# [WHAT IS REQUIRED]
Would you please return the lines of the material that contain the word "super"?

# [DATA TO USE]

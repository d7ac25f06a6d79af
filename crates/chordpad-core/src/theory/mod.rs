//! Music theory: pitch classes, the major scale, chords, inversions and
//! arpeggio orderings. Everything here is pure and allocation-light.

pub mod arpeggio;
pub mod chord;
pub mod inversion;
pub mod pitch;
pub mod scale;

pub use arpeggio::{arpeggiate, ArpeggioOrder};
pub use chord::{build_chord, chord_label, Chord, ChordModifier};
pub use inversion::apply_inversion;
pub use pitch::{MusicalKey, Note, PitchClass};
pub use scale::{degree_of, is_in_scale, note_in_key, scale_notes, ScaleDegree, MAJOR_SCALE_INTERVALS};
use super::slot::{FilledSlot, PlayMode, SequencerSlot};
use super::ROW_LEN;
use crate::error::{Error, Result};
use crate::theory::Chord;
use crate::timing::Bpm;
use crate::trigger::TriggerRequest;
use std::time::Duration;

/// Default delay between arpeggiated notes in sequencer playback.
pub const DEFAULT_ARP_STAGGER: Duration = Duration::from_millis(100);

/// What playing a slot produced.
#[derive(Clone, Debug, PartialEq)]
pub enum SlotPlayback {
    /// Empty slot; nothing happened and the cursor did not move.
    Silent,
    /// Rest slot; the cursor moved, nothing sounds.
    Rest,
    /// Tied from the previous slot; the earlier trigger keeps sounding.
    Sustain,
    /// New attack.
    Trigger(Vec<TriggerRequest>),
}

/// The step sequencer.
///
/// Index-taking operations fail with [`Error::SlotOutOfRange`] and leave the
/// state untouched when the index is past the end.
#[derive(Clone, Debug)]
pub struct SequencerState {
    slots: Vec<SequencerSlot>,
    recording_index: Option<usize>,
    playing_index: Option<usize>,
    loop_mode: bool,
    bpm: Bpm,
    arp_stagger: Duration,
    clipboard: Option<SequencerSlot>,
}

impl Default for SequencerState {
    fn default() -> Self {
        Self::new()
    }
}

impl SequencerState {
    /// One row of empty slots at the default tempo.
    pub fn new() -> Self {
        Self::with_rows(1)
    }

    /// `rows` rows of empty slots (at least one).
    pub fn with_rows(rows: usize) -> Self {
        Self {
            slots: vec![SequencerSlot::Empty; rows.max(1) * ROW_LEN],
            recording_index: None,
            playing_index: None,
            loop_mode: false,
            bpm: Bpm::DEFAULT,
            arp_stagger: DEFAULT_ARP_STAGGER,
            clipboard: None,
        }
    }

    // === Accessors ===

    pub fn slots(&self) -> &[SequencerSlot] {
        &self.slots
    }

    pub fn slot(&self, index: usize) -> Option<&SequencerSlot> {
        self.slots.get(index)
    }

    pub fn len(&self) -> usize {
        self.slots.len()
    }

    /// Never true: there is always at least one row.
    pub fn is_empty(&self) -> bool {
        self.slots.is_empty()
    }

    pub fn row_count(&self) -> usize {
        self.slots.len() / ROW_LEN
    }

    pub fn rows(&self) -> impl Iterator<Item = &[SequencerSlot]> {
        self.slots.chunks(ROW_LEN)
    }

    pub fn recording_index(&self) -> Option<usize> {
        self.recording_index
    }

    pub fn playing_index(&self) -> Option<usize> {
        self.playing_index
    }

    pub fn loop_mode(&self) -> bool {
        self.loop_mode
    }

    pub fn bpm(&self) -> Bpm {
        self.bpm
    }

    pub fn arp_stagger(&self) -> Duration {
        self.arp_stagger
    }

    pub fn clipboard(&self) -> Option<&SequencerSlot> {
        self.clipboard.as_ref()
    }

    fn check(&self, index: usize) -> Result<()> {
        if index < self.slots.len() {
            Ok(())
        } else {
            Err(Error::SlotOutOfRange {
                index,
                len: self.slots.len(),
            })
        }
    }

    // === Recording ===

    /// Arm slot `index` for capture, or disarm it if it is already armed.
    ///
    /// Returns the armed index after the toggle.
    pub fn arm_recording(&mut self, index: usize) -> Result<Option<usize>> {
        self.check(index)?;
        self.recording_index = if self.recording_index == Some(index) {
            None
        } else {
            Some(index)
        };
        log::debug!("Recording armed at {:?}", self.recording_index);
        Ok(self.recording_index)
    }

    pub fn disarm_recording(&mut self) {
        self.recording_index = None;
    }

    /// Write `chord` into the armed slot and disarm. No-op when nothing is armed.
    pub fn capture_chord(&mut self, chord: &Chord, octave: i32, play_mode: PlayMode) -> Option<usize> {
        let index = self.recording_index.take()?;
        self.slots[index] = SequencerSlot::Filled(FilledSlot::from_chord(chord, octave, play_mode));
        log::debug!("Captured {} into slot {}", chord.label(), index);
        Some(index)
    }

    // === Slot edits ===

    pub fn set_rest(&mut self, index: usize) -> Result<()> {
        self.check(index)?;
        self.slots[index] = SequencerSlot::Rest;
        Ok(())
    }

    pub fn delete(&mut self, index: usize) -> Result<()> {
        self.check(index)?;
        self.slots[index] = SequencerSlot::Empty;
        Ok(())
    }

    /// Flip the tie flag of a filled slot and return the new value.
    ///
    /// Empty and rest slots cannot carry a tie; they are left alone and `false`
    /// is returned. The next slot is not checked, see [`Self::can_tie`].
    pub fn toggle_tie(&mut self, index: usize) -> Result<bool> {
        self.check(index)?;
        match &mut self.slots[index] {
            SequencerSlot::Filled(filled) => {
                filled.tied = !filled.tied;
                Ok(filled.tied)
            }
            _ => Ok(false),
        }
    }

    /// Whether a tie from `index` into the next slot makes musical sense: the
    /// slot is filled and the next slot exists with the same label.
    pub fn can_tie(&self, index: usize) -> Result<bool> {
        self.check(index)?;
        let (Some(current), Some(next)) = (self.slots[index].as_filled(), self.slots.get(index + 1)) else {
            return Ok(false);
        };
        Ok(!next.is_rest() && next.label() == current.label)
    }

    /// Put a copy of a filled slot on the clipboard. Returns false for empty
    /// and rest slots.
    pub fn copy_slot(&mut self, index: usize) -> Result<bool> {
        self.check(index)?;
        if self.slots[index].as_filled().is_none() {
            return Ok(false);
        }
        self.clipboard = Some(self.slots[index].clone());
        Ok(true)
    }

    /// Write the clipboard into `index`, emptying the clipboard.
    pub fn paste_slot(&mut self, index: usize) -> Result<bool> {
        self.check(index)?;
        match self.clipboard.take() {
            Some(slot) => {
                self.slots[index] = slot;
                Ok(true)
            }
            None => Ok(false),
        }
    }

    // === Rows ===

    pub fn add_row(&mut self) {
        self.slots
            .extend(std::iter::repeat(SequencerSlot::Empty).take(ROW_LEN));
        log::debug!("Added row, now {} rows", self.row_count());
    }

    /// Drop the last row. Refused when only one row is left.
    pub fn remove_row(&mut self) -> bool {
        if self.row_count() <= 1 {
            log::warn!("Refusing to remove the last sequencer row");
            return false;
        }
        let new_len = self.slots.len() - ROW_LEN;
        self.slots.truncate(new_len);
        if self.recording_index.is_some_and(|i| i >= new_len) {
            self.recording_index = None;
        }
        if self.playing_index.is_some_and(|i| i >= new_len) {
            self.playing_index = None;
        }
        log::debug!("Removed row, now {} rows", self.row_count());
        true
    }

    /// Back to a single row of empty slots with both cursors cleared.
    pub fn clear(&mut self) {
        self.slots.truncate(ROW_LEN);
        self.slots.fill(SequencerSlot::Empty);
        self.recording_index = None;
        self.playing_index = None;
    }

    // === Tempo and loop ===

    pub fn set_bpm(&mut self, bpm: Bpm) {
        self.bpm = bpm;
    }

    pub fn adjust_bpm(&mut self, delta: i32) -> Bpm {
        self.bpm = self.bpm.adjust(delta);
        self.bpm
    }

    pub fn set_loop_mode(&mut self, enabled: bool) {
        self.loop_mode = enabled;
    }

    pub fn toggle_loop(&mut self) -> bool {
        self.loop_mode = !self.loop_mode;
        self.loop_mode
    }

    pub fn set_arp_stagger(&mut self, stagger: Duration) {
        self.arp_stagger = stagger;
    }

    // === Stepping ===

    /// Reset the playing cursor to "before the start".
    pub fn step_first(&mut self) {
        self.playing_index = None;
    }

    pub fn has_steppable(&self) -> bool {
        self.slots.iter().any(SequencerSlot::is_steppable)
    }

    /// Whether any steppable slot comes strictly after `index`.
    pub fn has_steppable_after(&self, index: usize) -> bool {
        self.slots
            .iter()
            .skip(index + 1)
            .any(SequencerSlot::is_steppable)
    }

    pub fn first_steppable(&self) -> Option<usize> {
        self.slots.iter().position(SequencerSlot::is_steppable)
    }

    pub fn last_steppable(&self) -> Option<usize> {
        self.slots.iter().rposition(SequencerSlot::is_steppable)
    }

    /// Move the playing cursor to the next steppable slot, wrapping.
    ///
    /// From no cursor this is the first steppable slot. Only the cursor moves;
    /// call [`Self::play_slot`] to produce sound.
    pub fn step_next(&mut self) -> Option<usize> {
        let len = self.slots.len();
        self.playing_index = match self.playing_index {
            None => self.first_steppable(),
            Some(current) => (1..=len)
                .map(|step| (current + step) % len)
                .find(|&i| self.slots[i].is_steppable()),
        };
        self.playing_index
    }

    /// Move the playing cursor to the previous steppable slot, wrapping.
    pub fn step_prev(&mut self) -> Option<usize> {
        let len = self.slots.len();
        self.playing_index = match self.playing_index {
            None => self.last_steppable(),
            Some(current) => (1..=len)
                .map(|step| (current + len - step % len) % len)
                .find(|&i| self.slots[i].is_steppable()),
        };
        self.playing_index
    }

    // === Playback ===

    /// Whether slot `index` continues a tie from the slot before it.
    pub fn is_tied_from_previous(&self, index: usize) -> bool {
        index > 0
            && index < self.slots.len()
            && self.slots[index - 1].is_tied()
            && self.slots[index - 1].label() == self.slots[index].label()
    }

    /// Number of slots sounded by a trigger at `index`: 1, plus the following
    /// same-label slots reached through unbroken ties.
    pub fn tie_chain_len(&self, index: usize) -> Result<usize> {
        self.check(index)?;
        let slot = &self.slots[index];
        if !slot.is_tied() {
            return Ok(1);
        }
        let label = slot.label();
        let mut count = 1;
        let mut next = index + 1;
        while next < self.slots.len()
            && self.slots[next].label() == label
            && self.slots[next - 1].is_tied()
        {
            count += 1;
            next += 1;
        }
        Ok(count)
    }

    /// Make `index` the current slot and compute what it sounds like.
    ///
    /// Playback uses the slot's stored octave and play mode.
    pub fn play_slot(&mut self, index: usize) -> Result<SlotPlayback> {
        self.check(index)?;
        let filled = match &self.slots[index] {
            SequencerSlot::Empty => return Ok(SlotPlayback::Silent),
            SequencerSlot::Rest => {
                self.playing_index = Some(index);
                return Ok(SlotPlayback::Rest);
            }
            SequencerSlot::Filled(filled) => filled,
        };

        if self.is_tied_from_previous(index) {
            self.playing_index = Some(index);
            return Ok(SlotPlayback::Sustain);
        }

        let duration = self.bpm.beat_seconds() * self.tie_chain_len(index)? as f64;
        let notes = filled.note_names();
        let requests = match filled.play_mode {
            PlayMode::Chord => TriggerRequest::simultaneous(notes, duration),
            PlayMode::Arp => TriggerRequest::staggered(notes, duration, self.arp_stagger),
        };
        self.playing_index = Some(index);
        Ok(SlotPlayback::Trigger(requests))
    }
}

# [COMPLETED EXERCISE]
use super::slot::{FilledSlot, PlayMode, SequencerSlot};
use super::ROW_LEN;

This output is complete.